*** Records to use ***
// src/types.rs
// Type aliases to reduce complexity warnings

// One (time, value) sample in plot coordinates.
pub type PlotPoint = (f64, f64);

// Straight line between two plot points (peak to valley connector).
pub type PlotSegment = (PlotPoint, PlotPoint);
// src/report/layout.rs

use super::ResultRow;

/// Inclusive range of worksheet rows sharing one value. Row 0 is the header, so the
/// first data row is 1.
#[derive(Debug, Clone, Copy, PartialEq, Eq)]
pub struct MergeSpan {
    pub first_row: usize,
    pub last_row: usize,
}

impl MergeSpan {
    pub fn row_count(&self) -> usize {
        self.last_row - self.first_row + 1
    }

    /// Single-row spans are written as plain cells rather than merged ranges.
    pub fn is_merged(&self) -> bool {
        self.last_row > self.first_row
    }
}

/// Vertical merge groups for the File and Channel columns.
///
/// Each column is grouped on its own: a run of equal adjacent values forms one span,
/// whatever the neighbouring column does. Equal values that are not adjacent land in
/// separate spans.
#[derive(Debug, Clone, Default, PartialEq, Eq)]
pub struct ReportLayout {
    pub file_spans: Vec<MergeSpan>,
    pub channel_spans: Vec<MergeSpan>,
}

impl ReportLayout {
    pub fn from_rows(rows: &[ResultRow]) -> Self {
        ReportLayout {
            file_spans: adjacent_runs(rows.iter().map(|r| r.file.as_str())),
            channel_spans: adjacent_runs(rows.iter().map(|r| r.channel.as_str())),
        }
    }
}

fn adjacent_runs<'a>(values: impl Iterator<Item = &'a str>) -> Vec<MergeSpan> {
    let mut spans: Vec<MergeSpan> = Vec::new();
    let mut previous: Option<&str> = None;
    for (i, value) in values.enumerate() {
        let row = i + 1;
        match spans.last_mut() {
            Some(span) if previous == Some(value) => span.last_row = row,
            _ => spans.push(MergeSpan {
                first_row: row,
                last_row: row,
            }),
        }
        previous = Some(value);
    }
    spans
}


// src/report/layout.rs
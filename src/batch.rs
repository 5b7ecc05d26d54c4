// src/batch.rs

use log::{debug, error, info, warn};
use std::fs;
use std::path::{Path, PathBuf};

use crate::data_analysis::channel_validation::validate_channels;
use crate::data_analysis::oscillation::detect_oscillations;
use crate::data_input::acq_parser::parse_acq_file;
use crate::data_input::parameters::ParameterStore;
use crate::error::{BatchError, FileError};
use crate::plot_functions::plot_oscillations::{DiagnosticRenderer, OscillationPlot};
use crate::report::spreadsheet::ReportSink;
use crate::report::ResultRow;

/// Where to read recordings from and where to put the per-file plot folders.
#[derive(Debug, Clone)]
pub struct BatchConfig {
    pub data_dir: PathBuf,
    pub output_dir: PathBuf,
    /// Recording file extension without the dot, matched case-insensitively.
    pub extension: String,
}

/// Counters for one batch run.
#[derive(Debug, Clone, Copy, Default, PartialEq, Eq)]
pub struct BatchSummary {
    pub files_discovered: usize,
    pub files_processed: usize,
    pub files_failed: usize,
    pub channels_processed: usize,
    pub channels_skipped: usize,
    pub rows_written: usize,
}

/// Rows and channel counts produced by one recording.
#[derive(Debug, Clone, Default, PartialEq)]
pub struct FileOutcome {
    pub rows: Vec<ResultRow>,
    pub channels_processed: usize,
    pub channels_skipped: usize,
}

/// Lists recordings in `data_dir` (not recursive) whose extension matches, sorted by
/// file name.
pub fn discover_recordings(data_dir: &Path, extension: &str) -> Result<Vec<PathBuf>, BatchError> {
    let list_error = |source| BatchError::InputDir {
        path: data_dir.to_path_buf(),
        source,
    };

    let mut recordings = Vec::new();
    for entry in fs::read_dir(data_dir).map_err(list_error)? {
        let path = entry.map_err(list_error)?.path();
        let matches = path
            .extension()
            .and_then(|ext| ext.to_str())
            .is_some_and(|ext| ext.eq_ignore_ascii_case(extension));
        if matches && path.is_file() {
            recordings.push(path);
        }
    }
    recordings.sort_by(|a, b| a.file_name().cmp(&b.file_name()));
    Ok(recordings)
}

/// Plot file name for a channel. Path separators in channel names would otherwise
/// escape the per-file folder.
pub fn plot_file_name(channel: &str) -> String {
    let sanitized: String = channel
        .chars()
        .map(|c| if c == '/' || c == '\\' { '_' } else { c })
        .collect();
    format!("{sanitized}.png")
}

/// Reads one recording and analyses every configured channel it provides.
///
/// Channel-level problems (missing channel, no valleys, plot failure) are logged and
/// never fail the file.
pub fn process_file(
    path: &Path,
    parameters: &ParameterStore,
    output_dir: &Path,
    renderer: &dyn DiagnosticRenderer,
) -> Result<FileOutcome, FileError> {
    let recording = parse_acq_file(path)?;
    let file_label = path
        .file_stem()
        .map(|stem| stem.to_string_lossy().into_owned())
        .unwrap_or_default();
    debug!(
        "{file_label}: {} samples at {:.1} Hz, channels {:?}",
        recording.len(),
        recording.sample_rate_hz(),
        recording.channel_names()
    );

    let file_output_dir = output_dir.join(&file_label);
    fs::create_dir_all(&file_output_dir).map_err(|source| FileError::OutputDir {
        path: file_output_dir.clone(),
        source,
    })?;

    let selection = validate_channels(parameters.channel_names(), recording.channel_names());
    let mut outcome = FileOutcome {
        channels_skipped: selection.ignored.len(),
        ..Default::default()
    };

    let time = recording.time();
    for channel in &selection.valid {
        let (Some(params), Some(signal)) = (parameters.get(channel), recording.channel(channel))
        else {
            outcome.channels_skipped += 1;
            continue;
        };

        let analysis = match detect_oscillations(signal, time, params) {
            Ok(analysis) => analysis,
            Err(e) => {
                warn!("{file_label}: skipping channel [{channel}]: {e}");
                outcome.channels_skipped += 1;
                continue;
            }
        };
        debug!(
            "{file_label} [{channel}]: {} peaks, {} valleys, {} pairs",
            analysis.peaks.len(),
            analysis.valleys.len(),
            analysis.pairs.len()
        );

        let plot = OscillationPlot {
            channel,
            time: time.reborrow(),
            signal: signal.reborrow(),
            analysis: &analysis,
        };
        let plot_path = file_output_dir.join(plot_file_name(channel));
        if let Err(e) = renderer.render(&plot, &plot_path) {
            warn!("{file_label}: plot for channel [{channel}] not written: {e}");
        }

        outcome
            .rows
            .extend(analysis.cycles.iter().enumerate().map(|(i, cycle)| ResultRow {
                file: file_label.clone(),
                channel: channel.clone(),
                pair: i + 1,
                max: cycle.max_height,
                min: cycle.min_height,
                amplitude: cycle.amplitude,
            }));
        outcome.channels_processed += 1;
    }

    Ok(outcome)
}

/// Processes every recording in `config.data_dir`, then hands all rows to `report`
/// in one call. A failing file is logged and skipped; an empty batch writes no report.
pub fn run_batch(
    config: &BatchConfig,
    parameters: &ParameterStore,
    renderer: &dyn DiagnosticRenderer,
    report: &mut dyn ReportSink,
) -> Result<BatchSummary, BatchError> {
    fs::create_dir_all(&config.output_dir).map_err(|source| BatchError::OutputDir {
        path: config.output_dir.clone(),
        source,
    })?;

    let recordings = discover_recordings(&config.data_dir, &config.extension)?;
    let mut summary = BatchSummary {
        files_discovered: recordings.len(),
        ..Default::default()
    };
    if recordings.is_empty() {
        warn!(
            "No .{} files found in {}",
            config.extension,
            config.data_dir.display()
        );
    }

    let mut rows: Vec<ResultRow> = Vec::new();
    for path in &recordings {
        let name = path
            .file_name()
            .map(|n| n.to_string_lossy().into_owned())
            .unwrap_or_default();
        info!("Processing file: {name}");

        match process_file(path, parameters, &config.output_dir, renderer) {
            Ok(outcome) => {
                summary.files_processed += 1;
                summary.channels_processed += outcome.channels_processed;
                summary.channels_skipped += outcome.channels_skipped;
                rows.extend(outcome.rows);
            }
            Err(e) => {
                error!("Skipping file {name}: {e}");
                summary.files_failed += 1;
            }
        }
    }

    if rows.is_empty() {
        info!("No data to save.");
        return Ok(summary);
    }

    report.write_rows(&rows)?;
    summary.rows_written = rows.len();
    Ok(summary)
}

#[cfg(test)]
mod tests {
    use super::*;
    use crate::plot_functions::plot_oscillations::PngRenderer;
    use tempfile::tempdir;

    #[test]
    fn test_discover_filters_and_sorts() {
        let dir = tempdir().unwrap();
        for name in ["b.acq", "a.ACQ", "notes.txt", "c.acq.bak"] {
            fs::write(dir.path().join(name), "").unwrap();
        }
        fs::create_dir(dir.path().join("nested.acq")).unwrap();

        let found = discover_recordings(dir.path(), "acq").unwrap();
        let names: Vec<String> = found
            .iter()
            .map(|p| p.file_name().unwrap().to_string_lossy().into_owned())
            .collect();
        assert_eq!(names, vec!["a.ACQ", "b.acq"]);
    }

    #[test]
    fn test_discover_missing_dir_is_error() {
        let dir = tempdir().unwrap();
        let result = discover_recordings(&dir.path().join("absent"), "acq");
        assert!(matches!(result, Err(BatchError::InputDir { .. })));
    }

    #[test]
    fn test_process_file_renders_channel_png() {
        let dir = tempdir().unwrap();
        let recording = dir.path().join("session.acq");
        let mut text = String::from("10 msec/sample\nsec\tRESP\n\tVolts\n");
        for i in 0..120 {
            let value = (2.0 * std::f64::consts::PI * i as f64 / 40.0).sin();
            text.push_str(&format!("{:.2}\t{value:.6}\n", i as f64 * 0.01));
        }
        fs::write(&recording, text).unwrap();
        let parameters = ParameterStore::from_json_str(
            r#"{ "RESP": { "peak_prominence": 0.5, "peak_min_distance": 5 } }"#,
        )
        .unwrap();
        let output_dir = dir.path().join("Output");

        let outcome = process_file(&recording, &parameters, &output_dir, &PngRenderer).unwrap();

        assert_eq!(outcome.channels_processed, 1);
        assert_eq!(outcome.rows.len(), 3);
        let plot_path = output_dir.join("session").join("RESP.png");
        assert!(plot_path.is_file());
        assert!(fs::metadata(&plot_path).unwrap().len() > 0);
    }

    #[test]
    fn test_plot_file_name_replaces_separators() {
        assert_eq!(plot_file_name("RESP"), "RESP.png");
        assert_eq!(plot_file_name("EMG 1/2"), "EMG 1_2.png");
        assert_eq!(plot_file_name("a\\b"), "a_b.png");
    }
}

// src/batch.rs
*** End of Records to use ***
What needs to be done: From the data, list each line in which the string "params" appears.

Completed exercise:
        let (Some(params), Some(signal)) = (parameters.get(channel), recording.channel(channel))
        let analysis = match detect_oscillations(signal, time, params) {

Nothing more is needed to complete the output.